# Will Trt actually effect my confidence?



## Cookiemonsta (Mar 11, 2022)

Hi I'm looking to start Trt or at least get blood work done in a few weeks. I'm been addicted to kratom for three or four years and my confidence is shattered.  I plan on getting off the Kratom this week. I know it's affecting me so much and has my testosterone low.

I don't care what other people say but I plan on replacing my kratom addiction with Trt and weight lifting. I really want to get my test levels back up before I start full time work again. I feel like such a bitch and burnout from my addiction and what's ita done to my personal life. 

I just want to be back in top mentally and physically as that's all I have control over.


----------



## Jonjon (Mar 11, 2022)

Should help but won’t affect underlying mental issues


----------



## Cookiemonsta (Mar 11, 2022)

Right on maybe to put it better, will 150mg of test make me feel like 500mg did years ago? I did a cycle of test e and I felt great and confident. 

I think this treatment will do some good for as I'll use it as an excuse to get my health in order.

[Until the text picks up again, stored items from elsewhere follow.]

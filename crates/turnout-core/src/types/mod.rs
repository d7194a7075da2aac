pub mod attendee;
pub mod enums;
pub mod event;
pub mod ids;
pub mod io;
pub mod notification;

pub use attendee::Attendee;
pub use enums::{EventStatus, RsvpStatus};
pub use event::{Event, RsvpCounts};
pub use ids::{EventId, IdError, UserId};
pub use io::{
    AttendeeFilter, AttendeePage, Caller, CreateEventInput, PageRequest, ReconcileReport,
    SubmitRsvpInput,
};
pub use notification::NotificationBody;
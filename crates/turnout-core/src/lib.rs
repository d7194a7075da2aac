pub mod admission;
pub mod attendees;
pub mod config;
pub mod counters;
pub mod error;
pub mod events;
pub mod locks;
pub mod notifications;
pub mod notify;
pub mod store;
pub mod turnout;
pub mod validation;
pub mod waitlist;

pub mod types;

pub use crate::config::TurnoutConfig;
pub use crate::error::{ErrorKind, TurnoutError};
pub use crate::locks::EventLocks;
pub use crate::store::Store;
pub use crate::turnout::{RequestContext, Turnout};
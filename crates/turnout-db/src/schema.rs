use rusqlite::{Connection, Result};
use std::time::Duration;

pub const DEFAULT_BUSY_TIMEOUT: Duration = Duration::from_millis(5000);

pub fn open(path: &str, busy_timeout: Duration) -> Result<Connection> {
    let conn = Connection::open(path)?;
    conn.pragma_update(None, "journal_mode", "WAL")?;
    conn.pragma_update(None, "foreign_keys", "ON")?;
    conn.busy_timeout(busy_timeout)?;
    Ok(conn)
}

pub fn migrate(conn: &Connection) -> Result<()> {
    let sql = include_str!("../migrations/0001_init.sql");
    conn.execute_batch(sql)?;
    Ok(())
}

pub fn open_and_migrate(path: &str, busy_timeout: Duration) -> Result<Connection> {
    let conn = open(path, busy_timeout)?;
    migrate(&conn)?;
    Ok(conn)
}

pub fn with_test_db() -> Result<Connection> {
    let conn = Connection::open_in_memory()?;
    conn.pragma_update(None, "foreign_keys", "ON")?;
    conn.busy_timeout(DEFAULT_BUSY_TIMEOUT)?;
    migrate(&conn)?;
    Ok(conn)
}
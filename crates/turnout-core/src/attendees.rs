use crate::error::TurnoutError;
use crate::types::{Attendee, AttendeeFilter, EventId, PageRequest, UserId};

pub trait AttendeeRepository {
    fn get(&self, event_id: &EventId, user_id: &UserId) -> Result<Option<Attendee>, TurnoutError>;
    /// Inserts or replaces the record keyed by `(event_id, user_id)`.
    fn upsert(&self, attendee: &Attendee) -> Result<(), TurnoutError>;
    fn delete(&self, event_id: &EventId, user_id: &UserId) -> Result<bool, TurnoutError>;
    /// Ordered by `rsvp_timestamp`, then `user_id`.
    fn list(
        &self,
        event_id: &EventId,
        filter: &AttendeeFilter,
        page: &PageRequest,
    ) -> Result<Vec<Attendee>, TurnoutError>;
    fn count(&self, event_id: &EventId, filter: &AttendeeFilter) -> Result<u64, TurnoutError>;
    fn all(&self, event_id: &EventId) -> Result<Vec<Attendee>, TurnoutError>;
    /// Waitlisted records ordered by `waitlist_position`, ties broken by
    /// `rsvp_timestamp` then `user_id`.
    fn waitlist(&self, event_id: &EventId) -> Result<Vec<Attendee>, TurnoutError>;
    fn waitlist_page(
        &self,
        event_id: &EventId,
        page: &PageRequest,
    ) -> Result<Vec<Attendee>, TurnoutError>;
    fn waitlist_head(&self, event_id: &EventId) -> Result<Option<Attendee>, TurnoutError>;
    fn waitlist_len(&self, event_id: &EventId) -> Result<u32, TurnoutError>;
    fn set_waitlist_position(
        &self,
        event_id: &EventId,
        user_id: &UserId,
        position: u32,
    ) -> Result<(), TurnoutError>;
    /// Sum of `1 + guest_count` over admitted `going` records, optionally
    /// leaving one user's contribution out.
    fn occupied(&self, event_id: &EventId, exclude: Option<&UserId>)
    -> Result<u32, TurnoutError>;
}
use crate::error::TurnoutError;
use turnout_events::NotificationIntent;

pub trait NotificationRepository {
    /// Appends to the outbox, assigning `id` and `seq`.
    fn append(&self, intent: NotificationIntent) -> Result<NotificationIntent, TurnoutError>;
    fn list(
        &self,
        after: Option<i64>,
        limit: Option<u32>,
    ) -> Result<Vec<NotificationIntent>, TurnoutError>;
}
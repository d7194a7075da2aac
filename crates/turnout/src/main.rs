mod commands;
mod output;

use clap::Parser;
use commands::{Cli, Command, EventCommand};
use output::Output;
use owo_colors::{OwoColorize, Stream};
use std::path::{Path, PathBuf};
use std::process::ExitCode;
use std::sync::Arc;
use tracing_subscriber::EnvFilter;
use turnout_core::config::{ConfigError, DEFAULT_CONFIG_PATH};
use turnout_core::types::{AttendeeFilter, CreateEventInput, SubmitRsvpInput};
use turnout_core::{RequestContext, Turnout, TurnoutConfig, TurnoutError};
use turnout_db::DbStore;
use turnout_events::{Dispatcher, EventSource, LogSink, NotificationQueue};

enum CliError {
    Config(ConfigError),
    Core(TurnoutError),
    Io(std::io::Error),
    Json(serde_json::Error),
}

impl CliError {
    fn kind(&self) -> &'static str {
        match self {
            Self::Config(_) => "config",
            Self::Core(err) => err.kind().as_str(),
            Self::Io(_) => "io",
            Self::Json(_) => "output",
        }
    }
}

impl std::fmt::Display for CliError {
    fn fmt(&self, f: &mut std::fmt::Formatter<'_>) -> std::fmt::Result {
        match self {
            Self::Config(err) => write!(f, "{err}"),
            Self::Core(err) => write!(f, "{err}"),
            Self::Io(err) => write!(f, "{err}"),
            Self::Json(err) => write!(f, "{err}"),
        }
    }
}

impl From<TurnoutError> for CliError {
    fn from(value: TurnoutError) -> Self {
        Self::Core(value)
    }
}

#[tokio::main]
async fn main() -> ExitCode {
    let cli = Cli::parse();
    match run(cli).await {
        Ok(()) => ExitCode::SUCCESS,
        Err(err) => {
            eprintln!(
                "{} [{}] {err}",
                "error:".if_supports_color(Stream::Stderr, |text| text.red()),
                err.kind()
            );
            ExitCode::FAILURE
        }
    }
}

fn config_path(cli: &Cli) -> PathBuf {
    cli.config
        .clone()
        .or_else(|| std::env::var_os("TURNOUT_CONFIG").map(PathBuf::from))
        .unwrap_or_else(|| PathBuf::from(DEFAULT_CONFIG_PATH))
}

fn init_tracing(level: &str) {
    let filter = EnvFilter::try_from_default_env()
        .or_else(|_| EnvFilter::try_new(level))
        .unwrap_or_else(|_| EnvFilter::new("info"));
    tracing_subscriber::fmt()
        .with_env_filter(filter)
        .with_writer(std::io::stderr)
        .init();
}

async fn run(cli: Cli) -> Result<(), CliError> {
    let mut config = TurnoutConfig::load(&config_path(&cli)).map_err(CliError::Config)?;
    if let Some(db) = cli.db.clone() {
        config.database.path = db;
    }
    init_tracing(&config.log_level);

    if let Some(parent) = Path::new(&config.database.path)
        .parent()
        .filter(|parent| !parent.as_os_str().is_empty())
    {
        std::fs::create_dir_all(parent).map_err(CliError::Io)?;
    }
    let store = DbStore::open(&config.database.path, config.database.busy_timeout())?;

    let (queue, receiver) = NotificationQueue::new(config.dispatch.queue_capacity);
    let dispatcher = Dispatcher::new(Arc::new(LogSink), &config.dispatch).spawn(receiver);
    let turnout = Turnout::new(store, queue.clone()).with_config(config.admission.clone());
    let ctx = RequestContext::new(EventSource::Cli, None);

    let result = execute(&turnout, &queue, &ctx, cli.command);
    drop(turnout);
    drop(queue);
    match dispatcher.await {
        Ok(stats) if stats.dropped > 0 => {
            tracing::warn!(dropped = stats.dropped, "some notifications were not delivered");
        }
        Ok(_) => {}
        Err(err) => tracing::error!(error = %err, "dispatcher task failed"),
    }

    result?.print(cli.json).map_err(CliError::Json)
}

fn execute(
    turnout: &Turnout<DbStore>,
    queue: &NotificationQueue,
    ctx: &RequestContext,
    command: Command,
) -> Result<Output, CliError> {
    let output = match command {
        Command::Init => Output::Message("database ready".to_string()),
        Command::Event(command) => match command {
            EventCommand::Create(args) => Output::Event(turnout.events().create(CreateEventInput {
                host_id: args.host,
                co_hosts: args.co_hosts,
                title: args.title,
                max_attendees: args.max,
                start_time: args.start,
                end_time: args.end,
            })?),
            EventCommand::Show { event_id } => Output::Event(turnout.events().get(&event_id)?),
            EventCommand::Capacity {
                event_id,
                max_attendees,
                caller,
            } => Output::Event(turnout.events().update_capacity(
                ctx,
                &caller.caller(),
                &event_id,
                max_attendees,
            )?),
            EventCommand::Status {
                event_id,
                status,
                caller,
            } => Output::Event(
                turnout
                    .events()
                    .set_status(ctx, &caller.caller(), &event_id, status)?,
            ),
            EventCommand::Reconcile { event_id } => {
                Output::Report(turnout.events().reconcile(ctx, &event_id)?)
            }
        },
        Command::Rsvp(args) => Output::Attendee(turnout.attendees().submit_rsvp(
            ctx,
            &args.event_id,
            &args.user_id,
            SubmitRsvpInput::new(args.rsvp, args.guests),
        )?),
        Command::Guests(args) => {
            turnout.attendees().update_guest_count(
                ctx,
                &args.event_id,
                &args.user_id,
                args.guest_count,
            )?;
            Output::Attendee(turnout.attendees().get(&args.event_id, &args.user_id)?)
        }
        Command::Invite(args) => Output::Attendee(turnout.attendees().invite(
            ctx,
            &args.caller.caller(),
            &args.event_id,
            &args.user_id,
        )?),
        Command::Remove(args) => {
            turnout.attendees().remove(
                ctx,
                &args.caller.caller(),
                &args.event_id,
                &args.user_id,
            )?;
            Output::Message(format!("removed {} from {}", args.user_id, args.event_id))
        }
        Command::Attendees(args) => Output::Page(turnout.attendees().list(
            &args.event_id,
            AttendeeFilter {
                rsvp: args.rsvp,
                waitlisted: args.waitlisted,
            },
            args.page.request(),
        )?),
        Command::Waitlist(args) => Output::Page(
            turnout
                .waitlist()
                .list(&args.event_id, args.page.request())?,
        ),
        Command::Outbox(args) => {
            Output::Notifications(turnout.notifications().list(args.after, args.limit)?)
        }
        Command::Dispatch(args) => {
            let intents = turnout.notifications().list(args.after, args.limit)?;
            let mut queued = 0;
            for intent in intents {
                if let Err(err) = queue.publish(intent) {
                    tracing::warn!(error = %err, queued, "replay stopped");
                    break;
                }
                queued += 1;
            }
            Output::Message(format!("queued {queued} notifications for delivery"))
        }
    };
    Ok(output)
}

I'm an all of nothing type person and I'm ready to get healthy and move forward.


----------



## Dex (Mar 11, 2022)

I doubt 150mg will feel like 500mg did for you unless your 500mg was crap gear and the 150mg is legit.


----------



## Cookiemonsta (Mar 11, 2022)

Right I'm hoping there is some over lap. But just the placebo with being in shape and healthy test levels will do the job I'm sure


----------



## Rot-Iron66 (Mar 11, 2022)

No one here can answer that question.
Some react poorly to Test/TRT (anxious, etc).


----------



## Cookiemonsta (Mar 11, 2022)

Got ya. It's something I'm considering.


----------



## Achilleus (Mar 15, 2022)

In my experience, I got a nice mood/confidence boost that eventually leveled out. It also can up your anxiety levels, your fight or flight response. Varies from person to person. 

Hope you beat your addiction, luckily I don't think kratom is as bad as other opiates but has other alkaloids acting in combination I think? It still sucks coming off and will take some time to recover, working out and lifting weights should help recovery. I do believe opiates/opioids have been known to lower testosterone.


----------



## NbleSavage (Mar 15, 2022)

Fer me, its always been another reason to treat me training and diet seriously. If I'm willing to take the risk of introducing exogenous test into me body, I'd best be willing to maximize the potential upside through proper training and diet. That motivation alone will likely give ye a confidence boost.


----------



## GreatGunz (Mar 15, 2022)

Gotta have a training habit BEFORE gear it’s not gonna fix all….


----------



## GSgator (Mar 15, 2022)

I just saw this post shit I’ve been using  kratom since 2016 it kinda saved my ass and it got me off of suboxones.  How much are you using? HRT won’t replace kratom because kratom gives you a euphoric high feeling low-dose testosterone will   not produce those effects. Also opiates for some reason kills your testosterone production. 

Depending on how much kratom  you using your best off to taper down. I had to go to treatment last spring for other drugs and I was using 20 gram a day. Man I definitely felt withdrawals from Kratom and they hurt . I had restless leg syndrome up to 21 days. 

First thing I did when I got out was take my Kratom. Kratom  for me is harm reduction . All I can say is taper down if you’ve got the willpower and get in the gym and you will start to feel better but it takes time.


----------



## Cookiemonsta (Mar 15, 2022)

Sorry I didn't see these replies until now. But yeah my Kratom dose is a lot lower and I'm starting to feel better overall.  Getting off will suck but I'll make it through. 

I'll consider Trt when I get a steady job. I just have nostalgia for my first 500e cycle.  I know how to work out and used to love lifting heavy. I injured my wrist/ have ganglion developed so I don't lift heavy anymore.  I've figured out ways to lift while mostly avoiding injury.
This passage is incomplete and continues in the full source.